Rustics as part of the background: Rustics figures in all of Hardy’s novels except the last two, Tess and Jude the Obscure. These characters are a part of the background. They play a critical role and are presented here as a group. These characters are part and parcel of Egdon Heath. They are a source of information about the principal characters. They usually comment of the main characters and bright out certain information and develop plot. It is actually rustics who cause development in the life of main characters. According to one critic, the rustic characters play an essential role, “Their part is organic, not decorative, they are much more than the Greek chorus which they have been called. They are in fact the basic pattern to which other characters conform or from which they differ.”

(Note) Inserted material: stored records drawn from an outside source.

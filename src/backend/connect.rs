//! TCP connection establishment shared by the backends.
//!
//! ## Retry Strategy
//!
//! Connection attempts use exponential backoff with jitter via the `backon` crate:
//!
//! - **Initial delay**: `ConnectionSettings::retry_delay`
//! - **Maximum delay**: Capped at [`MAX_RETRY_DELAY`]
//! - **Maximum attempts**: `ConnectionSettings::max_retries` extra attempts
//!
//! Only errors classified as transient by [`BackendError::is_retryable`] are
//! retried.

use std::future::Future;
use std::sync::atomic::{AtomicU32, Ordering};

use backon::{ExponentialBuilder, Retryable};
use tokio::net::TcpStream;
use tracing::{debug, info, warn};

use super::error::BackendError;
use super::settings::{ConnectionSettings, MAX_RETRY_DELAY};

/// Split an address into host and port.
///
/// Supports `host:port` and a bare `host`, in which case `default_port` is
/// used. `rsplit_once` keeps bracketed IPv6 hosts (`[::1]:27015`) intact.
pub(crate) fn parse_address(address: &str, default_port: u16) -> Result<(String, u16), BackendError> {
    let address = address.trim();
    if address.is_empty() {
        return Err(BackendError::InvalidAddress {
            address: address.to_string(),
            reason: "address is empty".to_string(),
        });
    }

    match address.rsplit_once(':') {
        Some((host, port)) if !host.ends_with(':') => {
            let port = port.parse::<u16>().map_err(|e| BackendError::InvalidAddress {
                address: address.to_string(),
                reason: format!("invalid port number: {}", e),
            })?;
            Ok((host.to_string(), port))
        }
        // Bare IPv6 address such as "::1"
        Some(_) => Ok((format!("[{}]", address), default_port)),
        None => Ok((address.to_string(), default_port)),
    }
}

/// Run `attempt` until it succeeds, fails permanently, or the retry budget
/// is exhausted.
pub(crate) async fn with_retry<T, F, Fut>(
    address: &str,
    settings: &ConnectionSettings,
    attempt: F,
) -> Result<T, BackendError>
where
    F: FnMut() -> Fut,
    Fut: Future<Output = Result<T, BackendError>>,
{
    let attempt_counter = AtomicU32::new(0);

    let backoff = ExponentialBuilder::default()
        .with_min_delay(settings.retry_delay)
        .with_max_delay(MAX_RETRY_DELAY)
        .with_max_times(settings.max_retries as usize)
        .with_jitter();

    let mut attempt = attempt;
    let result = (|| {
        let current_attempt = attempt_counter.fetch_add(1, Ordering::SeqCst);
        if current_attempt > 0 {
            warn!("Connection retry attempt {} to {}", current_attempt, address);
        }
        attempt()
    })
    .retry(backoff)
    .when(|e: &BackendError| {
        let retryable = e.is_retryable();
        if !retryable {
            debug!("Connection to {} failed with non-retryable error: {}", address, e);
        }
        retryable
    })
    .notify(|err, dur| {
        warn!("Connection to {} failed: {}. Retrying in {:?}", address, err, dur);
    })
    .await;

    let retries = attempt_counter.load(Ordering::SeqCst).saturating_sub(1);
    if result.is_ok() && retries > 0 {
        info!("Connected to {} after {} retry attempt(s)", address, retries);
    }
    result
}

/// Open a TCP connection with the dial timeout and retry policy applied.
pub(crate) async fn connect_tcp(
    address: &str,
    default_port: u16,
    settings: &ConnectionSettings,
) -> Result<TcpStream, BackendError> {
    let (host, port) = parse_address(address, default_port)?;
    let target = format!("{}:{}", host, port);

    with_retry(&target, settings, || dial(&target, settings)).await
}

async fn dial(target: &str, settings: &ConnectionSettings) -> Result<TcpStream, BackendError> {
    debug!("Dialing {}", target);
    let stream = tokio::time::timeout(settings.dial_timeout, TcpStream::connect(target))
        .await
        .map_err(|_| BackendError::DialTimeout {
            address: target.to_string(),
            after: settings.dial_timeout,
        })?
        .map_err(|source| BackendError::Connect {
            address: target.to_string(),
            source,
        })?;

    // Small request/response exchanges, don't wait for Nagle.
    stream.set_nodelay(true)?;
    Ok(stream)
}
#![deny(warnings)]
#![deny(clippy::unwrap_used)]

use std::process::ExitCode;

use clap::Parser;
use dotenv::dotenv;
use rcon_cli::backend::{Backends, ConnectionSettings};
use rcon_cli::cli::Cli;
use rcon_cli::config::FileConfigSource;
use rcon_cli::logger::FileLogSink;
use rcon_cli::{AppError, Dispatcher, credentials, interactive};
use tokio::io::BufReader;
use tracing::debug;
use tracing_subscriber::EnvFilter;

/// `RUST_LOG` wins; otherwise `-v` raises the level for this crate.
fn create_env_filter(verbosity: u8) -> EnvFilter {
    if std::env::var("RUST_LOG").is_ok() {
        EnvFilter::from_default_env()
    } else {
        match verbosity {
            0 => EnvFilter::new("rcon_cli=warn"),
            1 => EnvFilter::new("rcon_cli=info"),
            2 => EnvFilter::new("rcon_cli=debug"),
            _ => EnvFilter::new("rcon_cli=trace,tokio_tungstenite=debug"),
        }
    }
}

async fn run(cli: Cli) -> Result<(), AppError> {
    let source = FileConfigSource::new(cli.cfg.clone());
    let session = credentials::resolve(cli.overrides(), &source, cli.env.as_deref())?;
    debug!("Resolved session: {:?}", session);

    let settings = ConnectionSettings::resolve(cli.timeout);
    let dispatcher = Dispatcher::new(
        Backends::network(settings),
        Box::new(FileLogSink::default()),
    );

    let mut stdout = tokio::io::stdout();

    match cli.command_text() {
        Some(command) => {
            if session.address.is_empty() {
                return Err(AppError::missing_address());
            }
            if session.password.is_empty() {
                return Err(AppError::missing_password());
            }
            dispatcher.execute(&mut stdout, &session, &command).await
        }
        None => {
            let mut stdin = BufReader::new(tokio::io::stdin());
            interactive::run(&dispatcher, &mut stdin, &mut stdout, session).await
        }
    }
}

#[tokio::main]
async fn main() -> ExitCode {
    dotenv().ok();

    let cli = Cli::parse();

    // Diagnostics go to stderr; stdout carries command output only.
    tracing_subscriber::fmt()
        .with_env_filter(create_env_filter(cli.verbose))
        .with_writer(std::io::stderr)
        .with_target(false)
        .init();

    match run(cli).await {
        Ok(()) => ExitCode::SUCCESS,
        Err(e) => {
            debug!("Exiting with error: {:?}", e);
            eprintln!("{}", e);
            ExitCode::FAILURE
        }
    }
}
//! Profile file loading.
//!
//! The profile file maps an environment name to connection defaults:
//!
//! ```yaml
//! default:
//!   address: "127.0.0.1:16260"
//!   password: "password"
//!   log: "rcon-default.log"
//!   type: ""
//! rust:
//!   address: "127.0.0.1:28016"
//!   password: "password"
//!   type: "web"
//! ```
//!
//! YAML is the default format; a `.json` extension selects JSON.

use std::collections::HashMap;
use std::fs;
use std::io;
use std::path::{Path, PathBuf};

use serde::Deserialize;
use thiserror::Error;
use tracing::debug;

/// File read when `--cfg` is not given.
pub const DEFAULT_CONFIG_NAME: &str = "rcon.yaml";

/// Profile used when `--env` is not given.
pub const DEFAULT_CONFIG_ENV: &str = "default";

#[derive(Debug, Error)]
pub enum ConfigError {
    #[error("failed to read configuration file {}: {source}", path.display())]
    Read {
        path: PathBuf,
        #[source]
        source: io::Error,
    },

    #[error("failed to parse configuration file {}: {source}", path.display())]
    ParseYaml {
        path: PathBuf,
        #[source]
        source: serde_yaml::Error,
    },

    #[error("failed to parse configuration file {}: {source}", path.display())]
    ParseJson {
        path: PathBuf,
        #[source]
        source: serde_json::Error,
    },
}

/// Connection defaults for one environment.
#[derive(Debug, Clone, Default, PartialEq, Eq, Deserialize)]
#[serde(default)]
pub struct Profile {
    pub address: String,
    pub password: String,
    pub log: String,
    #[serde(rename = "type")]
    pub protocol: String,
}

/// All profiles keyed by environment name.
#[derive(Debug, Clone, Default, PartialEq, Eq, Deserialize)]
#[serde(transparent)]
pub struct Config {
    pub profiles: HashMap<String, Profile>,
}

impl Config {
    pub fn profile(&self, env: &str) -> Option<&Profile> {
        self.profiles.get(env)
    }

    pub fn from_yaml(path: &Path, content: &str) -> Result<Self, ConfigError> {
        // An empty document deserializes to unit, not a map.
        if content.trim().is_empty() {
            return Ok(Self::default());
        }
        serde_yaml::from_str(content).map_err(|source| ConfigError::ParseYaml {
            path: path.to_path_buf(),
            source,
        })
    }

    pub fn from_json(path: &Path, content: &str) -> Result<Self, ConfigError> {
        serde_json::from_str(content).map_err(|source| ConfigError::ParseJson {
            path: path.to_path_buf(),
            source,
        })
    }
}

/// Where profiles come from.
///
/// The credential resolver only touches the source when the command line
/// did not already supply both address and password.
pub trait ConfigSource {
    fn load(&self) -> Result<Config, ConfigError>;
}

/// Profiles stored in a YAML or JSON file.
#[derive(Debug, Clone, Default)]
pub struct FileConfigSource {
    path: Option<PathBuf>,
}

impl FileConfigSource {
    /// `None` reads [`DEFAULT_CONFIG_NAME`] from the working directory, and
    /// tolerates it being absent.
    pub fn new(path: Option<PathBuf>) -> Self {
        Self { path }
    }
}

impl ConfigSource for FileConfigSource {
    fn load(&self) -> Result<Config, ConfigError> {
        let (path, explicit) = match &self.path {
            Some(path) => (path.clone(), true),
            None => (PathBuf::from(DEFAULT_CONFIG_NAME), false),
        };

        let content = match fs::read_to_string(&path) {
            Ok(content) => content,
            Err(e) if !explicit && e.kind() == io::ErrorKind::NotFound => {
                debug!("Config file not found at {:?}, using empty configuration", path);
                return Ok(Config::default());
            }
            Err(source) => return Err(ConfigError::Read { path, source }),
        };

        let is_json = path
            .extension()
            .is_some_and(|ext| ext.eq_ignore_ascii_case("json"));

        debug!("Loading profiles from {:?}", path);
        if is_json {
            Config::from_json(&path, &content)
        } else {
            Config::from_yaml(&path, &content)
        }
    }
}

Over-emphasis of the Heath: According to one critic, Hardy’s use of the heath as a background is not excellent. The use of clichés and jargons make it worse. Some critics have not reacted favorably to the prominence which Hardy has given to Egdon Heath. One critic, for example, says, “The difficulty with the heath is the way in which it constantly threatens to move from background to the foreground to claim an importance.”